Procedural macros for the bubbletea TUI framework.

This crate provides the #[derive(Model)] macro which reduces boilerplate when implementing the Model trait for your TUI applications.

§Role in charmed_rust

bubbletea-macros is an optional ergonomic layer for the core framework:

  • bubbletea re-exports the derive macro when the macros feature is enabled.
  • demo_showcase uses the derive macro for concise models in examples and tests.

§Quick Start

use bubbletea::{Cmd, Message, Model};

#[derive(Model)]
struct Counter {
    #[state]  // Marks fields for optimized change detection
    count: i32,
}

impl Counter {
    fn init(&self) -> Option<Cmd> {
        None
    }

    fn update(&mut self, msg: Message) -> Option<Cmd> {
        if let Some(&delta) = msg.downcast_ref::<i32>() {
            self.count += delta;
        }
        None
    }

    fn view(&self) -> String {
        format!("Count: {}", self.count)
    }
}

§How It Works

The #[derive(Model)] macro generates a Model trait implementation that delegates to inherent methods on your struct. You implement the init, update, and view methods directly on your struct, and the macro bridges them to the trait.

§Required Methods

Your struct must implement these inherent methods:

MethodSignaturePurpose
initfn init(&self) -> Option<Cmd>Initial command on startup
updatefn update(&mut self, msg: Message) -> Option<Cmd>Handle messages
viewfn view(&self) -> StringRender the UI

§State Tracking with #[state]

The #[state] attribute enables optimized re-rendering by tracking which fields trigger view updates.

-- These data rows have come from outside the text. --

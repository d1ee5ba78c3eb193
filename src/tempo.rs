//! Tick-to-frame conversion for event sources with variable tempo.
//!
//! This is the bridge between the event stream's musical time (ticks) and
//! the video's frame grid. Tempo changes are piecewise: a change affects
//! only the ticks that come after it, never time already accumulated.

/// Tempo assumed until the first tempo-change event (120 BPM).
pub const DEFAULT_US_PER_QUARTER: u32 = 500_000;

/// How the source header defines a tick.
#[derive(Debug, Clone, Copy, PartialEq)]
pub enum TickBase {
    /// Ticks are fractions of a quarter note; wall-clock length depends on tempo.
    Metrical { ticks_per_quarter: u16 },
    /// Ticks are fixed fractions of a second (SMPTE timecode); tempo is ignored.
    Timecode { ticks_per_second: f64 },
}

/// One tempo change, at an absolute tick.
#[derive(Debug, Clone, Copy, PartialEq, Eq)]
pub struct TempoChange {
    pub tick: u64,
    pub us_per_quarter: u32,
}

/// Ordered tempo changes of one track.
///
/// Built while scanning the source, consumed by [`FrameClock`]s while notes
/// are resolved, then dropped together with the parser state.
#[derive(Debug, Clone)]
pub struct TempoMap {
    base: TickBase,
    changes: Vec<TempoChange>,
}

impl TempoMap {
    pub fn new(base: TickBase) -> Self {
        Self {
            base,
            changes: Vec::new(),
        }
    }

    pub fn base(&self) -> TickBase {
        self.base
    }

    pub fn changes(&self) -> &[TempoChange] {
        &self.changes
    }

    /// Record a tempo change. The map is kept sorted by tick, and a later
    /// change at the same tick replaces the earlier one.
    pub fn insert(&mut self, tick: u64, us_per_quarter: u32) {
        let change = TempoChange {
            tick,
            us_per_quarter,
        };
        match self.changes.binary_search_by_key(&tick, |c| c.tick) {
            Ok(i) => self.changes[i] = change,
            Err(i) => self.changes.insert(i, change),
        }
    }

    /// Elapsed frames at an absolute tick.
    pub fn frames_at(&self, tick: u64, fps: u32) -> f64 {
        let mut clock = FrameClock::new(self, fps);
        clock.advance(tick);
        clock.frames()
    }
}

/// Frames spanned by `delta_ticks` at a constant tempo.
///
/// `delta_ticks / ticks_per_quarter * tempo_us / 1_000_000 * fps`
pub fn delta_frames(
    delta_ticks: u64,
    ticks_per_quarter: u16,
    us_per_quarter: u32,
    fps: u32,
) -> f64 {
    if ticks_per_quarter == 0 {
        return 0.0;
    }
    delta_ticks as f64 / ticks_per_quarter as f64 * us_per_quarter as f64 / 1_000_000.0
        * fps as f64
}

/// Running frame counter that walks a [`TempoMap`] forward.
///
/// Each track of a source gets its own clock over its own tempo map.
#[derive(Debug)]
pub struct FrameClock<'a> {
    map: &'a TempoMap,
    fps: u32,
    tick: u64,
    tempo: u32,
    next_change: usize,
    frames: f64,
}

impl<'a> FrameClock<'a> {
    pub fn new(map: &'a TempoMap, fps: u32) -> Self {
        Self {
            map,
            fps,
            tick: 0,
            tempo: DEFAULT_US_PER_QUARTER,
            next_change: 0,
            frames: 0.0,
        }
    }

    /// Move the clock forward by `delta_ticks`, splitting the interval at
    /// every tempo change it crosses.
    pub fn advance(&mut self, delta_ticks: u64) {
        let target = self.tick.saturating_add(delta_ticks);
        match self.map.base {
            TickBase::Timecode { ticks_per_second } => {
                if ticks_per_second > 0.0 {
                    self.frames += delta_ticks as f64 / ticks_per_second * self.fps as f64;
                }
            }
            TickBase::Metrical { ticks_per_quarter } => {
                while let Some(change) = self.map.changes.get(self.next_change) {
                    if change.tick > target {
                        break;
                    }
                    let span = change.tick.saturating_sub(self.tick);
                    self.frames += delta_frames(span, ticks_per_quarter, self.tempo, self.fps);
                    self.tick = self.tick.max(change.tick);
                    self.tempo = change.us_per_quarter;
                    self.next_change += 1;
                }
                self.frames +=
                    delta_frames(target - self.tick, ticks_per_quarter, self.tempo, self.fps);
            }
        }
        self.tick = target;
    }

    pub fn tick(&self) -> u64 {
        self.tick
    }

    /// Accumulated (unrounded) frames since tick 0.
    pub fn frames(&self) -> f64 {
        self.frames
    }

    /// Accumulated frames rounded to the frame grid.
    pub fn frame(&self) -> i64 {
        self.frames.round() as i64
    }
}
//! Shared constants for the frame renderer (all in pixels unless noted).

use crate::model::Rgb;

// ── Keyboard sizing ─────────────────────────────────────────────────
pub(super) const WHITE_KEY_COUNT: usize = 52;
pub(super) const KEY_GAP: f64 = 1.0; // horizontal gap between white keys
pub(super) const KEYBOARD_MARGIN: f64 = 100.0; // subtracted from frame height before sharing it out
pub(super) const MIN_KEY_HEIGHT_RATIO: f64 = 1.0 / 12.0; // of frame height
pub(super) const MAX_KEY_HEIGHT_RATIO: f64 = 1.0 / 5.0; // of frame height
pub(super) const BLACK_KEY_HEIGHT_RATIO: f64 = 1.0 / 2.4; // of white key height
pub(super) const BLACK_KEY_WIDTH_RATIO: f64 = 0.75; // of white key width

// ── Shading & colors ────────────────────────────────────────────────
pub(super) const WHITE_KEY_SHADE: f64 = 0.8; // brightness at the bottom edge of a white key
pub(super) const RAINBOW_SATURATION: f64 = 1.0;
pub(super) const RAINBOW_VALUE: f64 = 1.0;
pub(super) const KEYBED_COLOR: Rgb = Rgb::BLACK;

Fields marked with #[state] are monitored for changes, and only changes to these fields signal that a re-render is needed.

§Basic Usage

#[derive(Model)]
struct App {
    #[state]
    counter: i32,      // Changes trigger re-render

    cache: String,     // Not tracked (no re-render on change)
}

§Advanced State Options

#[derive(Model)]
struct App {
    // Custom equality function for floating-point comparison
    #[state(eq = "float_approx_eq")]
    progress: f64,

    // Excluded from change detection (internal bookkeeping)
    #[state(skip)]
    last_tick: std::time::Instant,

    // Debug logging when this field changes
    #[state(debug)]
    selected_index: usize,
}

fn float_approx_eq(a: &f64, b: &f64) -> bool {
    (a - b).abs() < 0.001
}

§State Options

OptionDescription
eq = "fn_name"Custom equality function fn(&T, &T) -> bool
skipExclude field from change detection
debugLog changes to this field (debug builds only)

§Generated Code

The macro generates:

  1. Model trait implementation - Delegates to your inherent methods
  2. State snapshot struct - For change detection (only if #[state] fields exist)
  3. Helper methods - __snapshot_state() and __state_changed()

§Generic Structs

The derive macro supports generic structs with type parameters:

#[derive(Model)]
struct Container<T: Clone + PartialEq + Send + 'static> {
    #[state]
    value: T,
}

§Error Messages

The macro provides helpful error messages for common mistakes:

  • Using #[derive(Model)] on enums, unions, or tuple structs
  • Fields marked #[state] that don’t implement Clone or PartialEq

§Migration from Manual Implementation

Before (manual):

impl Model for Counter {
    fn init(&self) -> Option<Cmd> { None }
    fn update(&mut self, msg: Message) -> Option<Cmd> {
        // handle message
        None
    }
    fn view(&self) -> String {
        format!("{}", self.count)
    }
}

After (derive):

#[derive(Model)]
struct Counter {
    #[state]
    count: i32,
}

impl Counter {
    fn init(&self) -> Option<Cmd> { None }
    fn update(&mut self, msg: Message) -> Option<Cmd> {
        // handle message
        None
    }
    fn view(&self) -> String {
        format!("{}", self.count)
    }
}

The benefit is automatic state change tracking and cleaner separation of your model logic from the trait boilerplate.

Derive Macros§

Model
Derive macro for implementing the Model trait.